El Ministerio de Exteriores ruso aseguró desde el primer momento en el que se iniciaron los trámites de ingreso que “se verá obligado a adoptar medidas de respuesta de carácter técnico-militar, y de otro tipo, con el objetivo de detener las amenazas a su seguridad nacional”, asegurando que se trataba de “un giro radical” ante el cual “Helsinki debe ser consciente de la responsabilidad y de las consecuencias de esta medida”. Rusia anunció que reforzaría su despliegue en la frontera noroeste y que el tipo de material presente en la frontera dependería en buena medida del enfoque de la OTAN, que por el momento ha descartado desplegar tropas extranjeras en el país.

Escandinavia, nuevo foco de fricción internacional

Esta reorientación geopolítica terminará de completarse con la adhesión de Suecia a la organización militar. El caso sueco repite patrón y lógica geopolítica, ruptura de una política histórica de neutralidad tras la invasión rusa, pero tiene elementos propios que han hecho que ambos procesos se hayan desacoplado.

El apoyo decidido de Estocolmo a los kurdos, donde reside una nutrida diáspora, hace que Erdogan no contemple en el corto plazo desbloquear su ingreso en la OTAN. En todo caso, no parece asumible para EEUU que este escenario se prolongue sine die, y seguramente tras las elecciones presidenciales turcas veamos avances en las negociaciones. En un plano interno, el ingreso a la organización ha suscitado críticas ausentes en Finlandia, y en el parlamento sueco La Izquierda y el Partido Verde mantuvieron hasta el final su oposición.

Sea como fuere parece cuestión de tiempo que Suecia se convierta en el miembro 32 de la OTAN. Así las cosas, la hasta ahora tranquila península escandinava y su Mar del Báltico pasan de ocupar un lugar secundario en los equilibrios internacionales a volverse una zona de fricción entre Rusia y el bloque occidental.
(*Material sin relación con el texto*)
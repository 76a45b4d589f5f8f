//! Travel time estimation and zone partitioning (spec §4.1).

use cleanroute_domain::{ZoneId, ZONE_UNMAPPED};

const EARTH_RADIUS_M: f64 = 6_371_000.0;
const AVG_SPEED_KMH: f64 = 18.0;

/// The minimum travel minutes returned for any pair, including a point and
/// itself (spec §8 R2: "reflexive... clamped to 1 minute by design").
pub const MIN_TRAVEL_MIN: i64 = 1;

/// A degenerate operating region: coordinates outside this box are
/// unmapped and fall back to zone-less singleton handling.
const GRID_CELL_DEG: f64 = 0.01;
const LAT_MIN: f64 = -90.0;
const LAT_MAX: f64 = 90.0;
const LON_MIN: f64 = -180.0;
const LON_MAX: f64 = 180.0;

/// Round half-away-from-zero, per spec §9 "Floating-point determinism".
pub fn round_half_away_from_zero(value: f64) -> f64 {
    if value >= 0.0 {
        (value + 0.5).floor()
    } else {
        (value - 0.5).ceil()
    }
}

/// Round a score to one decimal by the documented x10-round-x/10 recipe.
pub fn round_1dp(value: f64) -> f64 {
    round_half_away_from_zero(value * 10.0) / 10.0
}

/// Great-circle travel minutes between two coordinates (spec §4.1).
///
/// Pure, deterministic, symmetric, and clamped to [`MIN_TRAVEL_MIN`].
pub fn travel_minutes(a: (f64, f64), b: (f64, f64)) -> i64 {
    let (lat1, lon1) = a;
    let (lat2, lon2) = b;
    let phi1 = lat1.to_radians();
    let phi2 = lat2.to_radians();
    let d_phi = (lat2 - lat1).to_radians();
    let d_lambda = (lon2 - lon1).to_radians();

    let sin_d_phi = (d_phi / 2.0).sin();
    let sin_d_lambda = (d_lambda / 2.0).sin();
    let h = sin_d_phi * sin_d_phi + phi1.cos() * phi2.cos() * sin_d_lambda * sin_d_lambda;
    let central_angle = 2.0 * h.sqrt().clamp(-1.0, 1.0).asin();
    let distance_m = EARTH_RADIUS_M * central_angle;

    let distance_km = distance_m / 1000.0;
    let minutes = (distance_km / AVG_SPEED_KMH) * 60.0;
    let rounded = round_half_away_from_zero(minutes) as i64;
    rounded.max(MIN_TRAVEL_MIN)
}

/// Assign a coordinate to an integer zone by fixed-size grid cell (spec §4.1:
/// "grid-cell or administrative polygon lookup, chosen at implementation
/// time" — see `DESIGN.md` for the Open Question resolution).
///
/// Coordinates outside the mapped lat/lon box return [`ZONE_UNMAPPED`].
pub fn zone_of(lat: f64, lon: f64) -> ZoneId {
    if !lat.is_finite()
        || !lon.is_finite()
        || !(LAT_MIN..=LAT_MAX).contains(&lat)
        || !(LON_MIN..=LON_MAX).contains(&lon)
    {
        return ZONE_UNMAPPED;
    }
    let row = ((lat - LAT_MIN) / GRID_CELL_DEG).floor() as i64;
    let col = ((lon - LON_MIN) / GRID_CELL_DEG).floor() as i64;
    let cols_per_row = ((LON_MAX - LON_MIN) / GRID_CELL_DEG).ceil() as i64 + 1;
    ZoneId(row * cols_per_row + col)
}

/// Zones sharing an edge or corner with `zone`, excluding `zone` itself.
/// An unmapped zone has no neighbors.
pub fn adjacent_zones(zone: ZoneId) -> Vec<ZoneId> {
    if zone == ZONE_UNMAPPED {
        return Vec::new();
    }
    let cols_per_row = ((LON_MAX - LON_MIN) / GRID_CELL_DEG).ceil() as i64 + 1;
    let row = zone.0.div_euclid(cols_per_row);
    let col = zone.0.rem_euclid(cols_per_row);
    let mut neighbors = Vec::with_capacity(8);
    for d_row in -1..=1 {
        for d_col in -1..=1 {
            if d_row == 0 && d_col == 0 {
                continue;
            }
            let n_row = row + d_row;
            let n_col = col + d_col;
            if n_row < 0 || n_col < 0 {
                continue;
            }
            neighbors.push(ZoneId(n_row * cols_per_row + n_col));
        }
    }
    neighbors
}

#[cfg(test)]
mod tests {
    use super::*;

    #[test]
    fn travel_is_symmetric() {
        let a = (45.464, 9.19);
        let b = (45.470, 9.20);
        assert_eq!(travel_minutes(a, b), travel_minutes(b, a));
    }

    #[test]
    fn travel_is_clamped_to_one_minute_for_identical_points() {
        let a = (45.464, 9.19);
        assert_eq!(travel_minutes(a, a), MIN_TRAVEL_MIN);
    }

    #[test]
    fn zone_of_unmapped_returns_sentinel() {
        assert_eq!(zone_of(f64::NAN, 9.19), ZONE_UNMAPPED);
        assert_eq!(zone_of(200.0, 9.19), ZONE_UNMAPPED);
    }

    #[test]
    fn adjacent_zones_never_includes_self() {
        let z = zone_of(45.464, 9.19);
        assert!(!adjacent_zones(z).contains(&z));
    }

    #[test]
    fn unmapped_zone_has_no_neighbors() {
        assert!(adjacent_zones(ZONE_UNMAPPED).is_empty());
    }

    #[test]
    fn round_half_away_from_zero_matches_spec_examples() {
        assert_eq!(round_half_away_from_zero(2.5), 3.0);
        assert_eq!(round_half_away_from_zero(-2.5), -3.0);
        assert_eq!(round_1dp(105.04), 105.0);
        assert_eq!(round_1dp(105.05), 105.1);
    }
}
//! Storage errors.

use thiserror::Error;

#[derive(Debug, Error)]
pub enum StorageError {
    #[error("database connection error: {0}")]
    Connection(#[source] sqlx::Error),

    #[error("migration error: {0}")]
    Migration(#[source] sqlx::migrate::MigrateError),

    #[error("query error: {0}")]
    Query(#[source] sqlx::Error),
}
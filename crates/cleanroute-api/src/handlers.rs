//! HTTP handlers for the run lifecycle plus health/readiness (ambient
//! addition; grounded on the teacher's `health`/`ready` handlers).

use crate::error::ApiError;
use crate::state::AppState;
use axum::extract::{Path, State};
use axum::Json;
use chrono::NaiveDate;
use cleanroute_config::load_priority_windows;
use cleanroute_core::{run_optimizer, OptimizerInputs};
use cleanroute_domain::{
    Cleaner, GroupScoreWeights, Phase1Params, Phase2Params, Phase3Params, RunId, Task,
};
use serde::{Deserialize, Serialize};
use std::sync::Arc;
use validator::Validate;

#[derive(Debug, Deserialize, Validate)]
pub struct RunRequest {
    pub work_date: NaiveDate,
    #[validate(length(min = 1, message = "tasks must not be empty"))]
    pub tasks: Vec<Task>,
    pub cleaners: Vec<Cleaner>,
    #[serde(default)]
    pub phase1_params: Phase1Params,
    #[serde(default)]
    pub phase2_params: Phase2Params,
    /// Absent means "use process-wide priority-window settings" (spec §4.3);
    /// present overrides them entirely for this request.
    #[serde(default)]
    pub phase3_params: Option<Phase3Params>,
    #[serde(default)]
    pub group_score_weights: GroupScoreWeights,
}

#[derive(Debug, Serialize)]
pub struct RunResponse {
    pub run_id: RunId,
    pub status: cleanroute_domain::RunStatus,
    pub summary: cleanroute_domain::RunSummary,
    pub schedule: Vec<cleanroute_domain::ScheduleRow>,
    pub unassigned: Vec<cleanroute_domain::UnassignedTask>,
}

/// `POST /v1/runs`: runs the optimizer once, end to end, and persists the
/// resulting schedule/unassigned lists once the run completes (spec §4.7).
#[tracing::instrument(skip(state, body), fields(work_date = %body.work_date, tasks = body.tasks.len()))]
pub async fn create_run(
    State(state): State<Arc<AppState>>,
    Json(body): Json<RunRequest>,
) -> Result<Json<RunResponse>, ApiError> {
    body.validate().map_err(|e| ApiError::bad_request(e.to_string()))?;
    cleanroute_domain::validate_ingest(&body.tasks, &body.cleaners)?;

    let (phase3_params, defaulted_priority_window_keys) = match body.phase3_params {
        Some(params) => (params, Vec::new()),
        None => {
            let loaded = load_priority_windows();
            (Phase3Params { priority_windows: loaded.windows }, loaded.defaulted_keys)
        }
    };

    let inputs = OptimizerInputs {
        work_date: body.work_date,
        algorithm_version: state.config.algorithm_version.clone(),
        tasks: body.tasks,
        cleaners: body.cleaners,
        phase1_params: body.phase1_params,
        phase2_params: body.phase2_params,
        phase3_params,
        group_score_weights: body.group_score_weights,
        defaulted_priority_window_keys,
    };

    let result = run_optimizer(&state.store, &state.store, inputs).await?;

    state.store.insert_assignments(result.run_id, &result.schedule).await?;
    state.store.insert_unassigned(result.run_id, &result.unassigned).await?;

    Ok(Json(RunResponse {
        run_id: result.run_id,
        status: result.status,
        summary: result.summary,
        schedule: result.schedule,
        unassigned: result.unassigned,
    }))
}

/// `GET /v1/runs/{run_id}`: fetch a run's lifecycle record (spec §3 "Run").
pub async fn get_run(
    State(state): State<Arc<AppState>>,
    Path(run_id): Path<uuid::Uuid>,
) -> Result<Json<cleanroute_domain::Run>, ApiError> {
    use cleanroute_core::RunStore;
    let run_id = RunId(run_id);
    state
        .store
        .get_run(run_id)
        .await
        .map_err(ApiError::from)?
        .map(Json)
        .ok_or_else(|| ApiError::not_found(format!("no run {run_id}")))
}

#[derive(Debug, Serialize)]
pub struct HealthResponse {
    pub status: &'static str,
    pub uptime_seconds: u64,
}

pub async fn health(State(state): State<Arc<AppState>>) -> Json<HealthResponse> {
    Json(HealthResponse { status: "ok", uptime_seconds: state.start_time.elapsed().as_secs() })
}

#[derive(Debug, Serialize)]
pub struct ReadyResponse {
    pub status: &'static str,
    pub database: bool,
}

pub async fn ready(State(state): State<Arc<AppState>>) -> Json<ReadyResponse> {
    let database_ok = state.store.ping().await.is_ok();
    Json(ReadyResponse { status: if database_ok { "ok" } else { "degraded" }, database: database_ok })
}
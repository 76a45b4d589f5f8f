//! The three-phase cleaning-task optimizer: geography, scoring, priority
//! windows, and the Phase 1-3 algorithms, plus the ports the orchestrator
//! uses to persist a run (spec §2 "System Overview").

pub mod error;
pub mod geo;
pub mod orchestrator;
pub mod phase1;
pub mod phase2;
pub mod phase3;
pub mod ports;
pub mod priority;
pub mod scoring;
pub mod sinks;

pub use error::OptimizerError;
pub use orchestrator::{run_optimizer, OptimizerInputs};
pub use ports::{DecisionSink, RunStore};
pub use sinks::{CollectingDecisionSink, InMemoryRunStore, NullDecisionSink, TracingDecisionSink};
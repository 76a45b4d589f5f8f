//! Maps orchestrator/storage failures onto HTTP responses, in the style of
//! the teacher's `DomainError` -> status code mapping.

use axum::http::StatusCode;
use axum::response::{IntoResponse, Response};
use axum::Json;
use cleanroute_core::OptimizerError;
use serde_json::json;

pub struct ApiError {
    status: StatusCode,
    message: String,
}

impl ApiError {
    pub fn bad_request(message: impl Into<String>) -> Self {
        Self { status: StatusCode::BAD_REQUEST, message: message.into() }
    }

    pub fn not_found(message: impl Into<String>) -> Self {
        Self { status: StatusCode::NOT_FOUND, message: message.into() }
    }

    pub fn internal(message: impl Into<String>) -> Self {
        Self { status: StatusCode::INTERNAL_SERVER_ERROR, message: message.into() }
    }
}

impl From<OptimizerError> for ApiError {
    fn from(err: OptimizerError) -> Self {
        match err {
            OptimizerError::PhaseFault { message, .. } => ApiError::internal(message),
            OptimizerError::SinkFailure(_, e) | OptimizerError::StoreFailure(_, e) => {
                ApiError::internal(e.to_string())
            }
        }
    }
}

impl From<anyhow::Error> for ApiError {
    fn from(err: anyhow::Error) -> Self {
        ApiError::internal(err.to_string())
    }
}

impl From<cleanroute_storage::StorageError> for ApiError {
    fn from(err: cleanroute_storage::StorageError) -> Self {
        ApiError::internal(err.to_string())
    }
}

impl From<cleanroute_domain::IngestError> for ApiError {
    fn from(err: cleanroute_domain::IngestError) -> Self {
        ApiError::bad_request(err.to_string())
    }
}

impl IntoResponse for ApiError {
    fn into_response(self) -> Response {
        (self.status, Json(json!({ "error": self.message }))).into_response()
    }
}
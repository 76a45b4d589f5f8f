//! HTTP surface over the optimizer: `POST /v1/runs`, `GET /v1/runs/{id}`,
//! plus `/v1/health` and `/v1/ready` (ambient addition to spec.md, modeled on
//! the teacher's `build_router`/`AppState` split between `lib.rs` and
//! `main.rs`).

pub mod error;
pub mod handlers;
pub mod state;

use axum::routing::{get, post};
use axum::Router;
use state::AppState;
use std::sync::Arc;
use tower_http::cors::CorsLayer;
use tower_http::request_id::{MakeRequestUuid, PropagateRequestIdLayer, SetRequestIdLayer};
use tower_http::trace::TraceLayer;

pub fn build_router(state: Arc<AppState>) -> Router {
    Router::new()
        .route("/v1/health", get(handlers::health))
        .route("/v1/ready", get(handlers::ready))
        .route("/v1/runs", post(handlers::create_run))
        .route("/v1/runs/{run_id}", get(handlers::get_run))
        .layer(SetRequestIdLayer::x_request_id(MakeRequestUuid))
        .layer(PropagateRequestIdLayer::x_request_id())
        .layer(TraceLayer::new_for_http())
        .layer(CorsLayer::permissive())
        .with_state(state)
}
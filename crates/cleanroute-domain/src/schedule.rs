//! Phase 3 output types (spec §3 "ScheduleRow").

use crate::ids::{CleanerId, LogisticCode, TaskId};
use crate::task::Priority;
use chrono::NaiveDateTime;
use serde::{Deserialize, Serialize};

/// One scheduled task within a cleaner's day.
#[derive(Debug, Clone, PartialEq, Serialize, Deserialize)]
pub struct ScheduleRow {
    pub task_id: TaskId,
    pub logistic_code: LogisticCode,
    pub cleaner_id: CleanerId,
    /// 1-based position within the cleaner's day.
    pub sequence: u32,
    pub start: NaiveDateTime,
    pub end: NaiveDateTime,
    pub travel_from_prev_min: i64,
    pub wait_min: i64,
    pub priority: Option<Priority>,
    pub priority_penalty: i64,
    pub reasons: Vec<String>,
}

/// A task that never became part of a feasible schedule, with the reason
/// code it was dropped under.
#[derive(Debug, Clone, PartialEq, Serialize, Deserialize)]
pub struct UnassignedTask {
    pub task_id: TaskId,
    pub logistic_code: LogisticCode,
    pub reason_code: String,
    pub details: serde_json::Value,
}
La geografía, que es tozuda, así lo ratifica; desde un punto de vista terrestre, el ingreso finés hace que Rusia pase a tener el doble de frontera con la OTAN, con el despliegue militar que ello exige; en cuanto a la dimensión marítima, las aguas territoriales suecas y la eventual militarización de sus costas -y especialmente de la Isla de Gotland- restringirán sustancialmente la capacidad de movimiento de la armada rusa en el Báltico.

Moscú se ve obligado a responder y remilitarizar una región hasta ahora “neutral”, lo que había permitido que sus esfuerzos estratégicos castrenses se centrasen en el siempre inestable Cáucaso, en la frontera ucraniana o en el Ártico.